Efes’e köpük niyetine

EFES Pilsen basketbol takımı gibi bir markayı oluşturmak, tanıtmak ve başarılarla dolu bir tarih yazmasını sağlayacak imkânları sağlamanın bedeli ne kadardır acaba?

Cevabı Efes’tedir ve herhalde ucuz ve zahmetsiz bir iş değildir.
Malumunuz, memleketin gurur kaynağı olmuş ve şu sıralar Türkiye Basketbol Ligi’nde final serisine hazırlanan Efes Pilsen kapanma tehlikesiyle karşı karşıya.
Neden? Alkollü içecek üreticisi spor kulübüne isim veremez de ondan.
Bir çözüm arayışı olduğunun farkındayım, yetkililer de Efes’i kurtaracak bir ortak çözüm formülüne “Evet!” demeye eğilimli gibi duruyor.
Bu süreçte akıllarında bulunsun diye arada kalıp kaybolma ihtimali olan küçük bir haber fısıldayayım size.
Efes’e köpük niyetine...
¡ ¡ ¡
10 gün sonra, 26 Mayıs’ta Londra’da Sabre Awards dağıtılıyor.

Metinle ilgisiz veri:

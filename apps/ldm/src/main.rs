mod commands;
mod config;

use std::path::PathBuf;

use anyhow::Result;
use clap::{Parser, Subcommand};
use shared::domain::BackendKind;
use tracing_subscriber::EnvFilter;

#[derive(Parser, Debug)]
#[command(name = "ldm", version, about = "Browse and install Linux distributions through the installer backend")]
struct Args {
    /// Config file (defaults to ./ldm.toml when present).
    #[arg(long, global = true)]
    config: Option<PathBuf>,
    #[arg(long, global = true)]
    backend_url: Option<String>,
    #[arg(long, global = true)]
    progress_channel: Option<String>,
    #[arg(long, global = true)]
    timeout_secs: Option<u64>,
    #[command(subcommand)]
    command: Command,
}

#[derive(Subcommand, Debug, PartialEq, Eq)]
enum Command {
    /// List available distributions.
    Distros {
        #[arg(long, short, default_value = "")]
        query: String,
    },
    /// List installable versions of one distribution.
    Versions { distro_id: String },
    /// Install a version and follow its progress.
    Install {
        distro_id: String,
        #[arg(long)]
        version: String,
        #[arg(long)]
        backend: BackendKind,
        /// Return once the backend accepted the request.
        #[arg(long)]
        no_wait: bool,
    },
    /// Print install progress events until interrupted.
    Watch,
    /// Ask the backend to open its settings.
    Settings,
    /// Check that commands and progress events reach the backend.
    Doctor,
}

#[tokio::main]
async fn main() -> Result<()> {
    let args = Args::parse();

    let mut settings = config::load_settings(args.config.as_deref())?;
    if let Some(v) = args.backend_url {
        settings.backend_url = v;
    }
    if let Some(v) = args.progress_channel {
        settings.progress_channel = v;
    }
    if let Some(v) = args.timeout_secs {
        settings.command_timeout_secs = v;
    }
    settings.validate()?;

    let filter = EnvFilter::try_from_default_env()
        .or_else(|_| EnvFilter::try_new(&settings.log_filter))
        .unwrap_or_else(|_| EnvFilter::new("info"));
    tracing_subscriber::fmt().with_env_filter(filter).init();
    tracing::debug!(backend_url = %settings.backend_url, "settings loaded");

    match args.command {
        Command::Distros { query } => commands::distros(&settings, &query).await,
        Command::Versions { distro_id } => commands::versions(&settings, distro_id.into()).await,
        Command::Install {
            distro_id,
            version,
            backend,
            no_wait,
        } => commands::install(&settings, distro_id.into(), &version, backend, no_wait).await,
        Command::Watch => commands::watch(&settings).await,
        Command::Settings => commands::settings(&settings).await,
        Command::Doctor => commands::doctor(&settings).await,
    }
}

#[cfg(test)]
#[path = "tests/main_tests.rs"]
mod tests;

Sabre, halkla ilişkiler alanının prestijli ödülü.
Şirketler sosyal sorumluluk projeleriyle ödül kazanıyor.
Yiyecek/içecek şirketleri alanında Efes Pilsen de Lobby ile düzenlediği projeyle aday. Peki proje nedir?
2004’ten bugüne 30 şehirdeki 32 merkezde 15 bin öğrenci “Efes İle İlk Adım Basketbol Okulu”nda ücretsiz eğitim gördü.
Efes’in 80 uzmanıyla Gençlik ve Spor Genel Müdürlüğü’nün ortak projesinde Karabük’ten Kastamonu’ya, Çorlu’dan Hakkâri’ye binlerce çocuk basketbolla tanıştı, oynadı, sevdi.
Efes 26’sında o ödülü alır veya almaz, o çok önemli değil.
Fakat bu örnek bile Efes’in niye yaşaması, yaşatılması, üstüne titrenmesi gerektiğini açıklamaya yeter.
Kapanırsa dertten, kapanmazsa neşeden içeriz o ayrı...

Bir de şöyle deneyelim: Adayın burnu var mı mesela?

DENİZ Baykal, “Kimse olmasın, ben aday olacağım” cümlesini kurmasa da hareket ve demeç demeçleme tarzı aynen böyle.
“CHP niye bu kadar başarısız ve sıkıcı” sorusu etrafında tavafa devam...
Baykal net konuşmayınca kimse de konuşamıyor.
“Evelemece gevelemece, kongre üstünden aday kaydırmaca” sürecini zorlamak için belki soruları değiştirmek lazım.
Bir de şöyle deneyelim. Baykal’a sorsunlar:
- Efendim CHP’de yerinize düşündüğünüz adayın burnu var mı mesela?
Eğer cevap “Evet, var” şeklinde gelirse -ki gelmeli, adaylık için adı geçen herkeste burun var- kurnazca atılarak ikinci soru yöneltilmeli:
“Burnunun altında bıyık var mı peki?”
“Var” derse Kemal, “Yok” derse Deniz.
Bu da giderek uçuk bir hal alan aday arayışına benden uçuk bir katkıdır!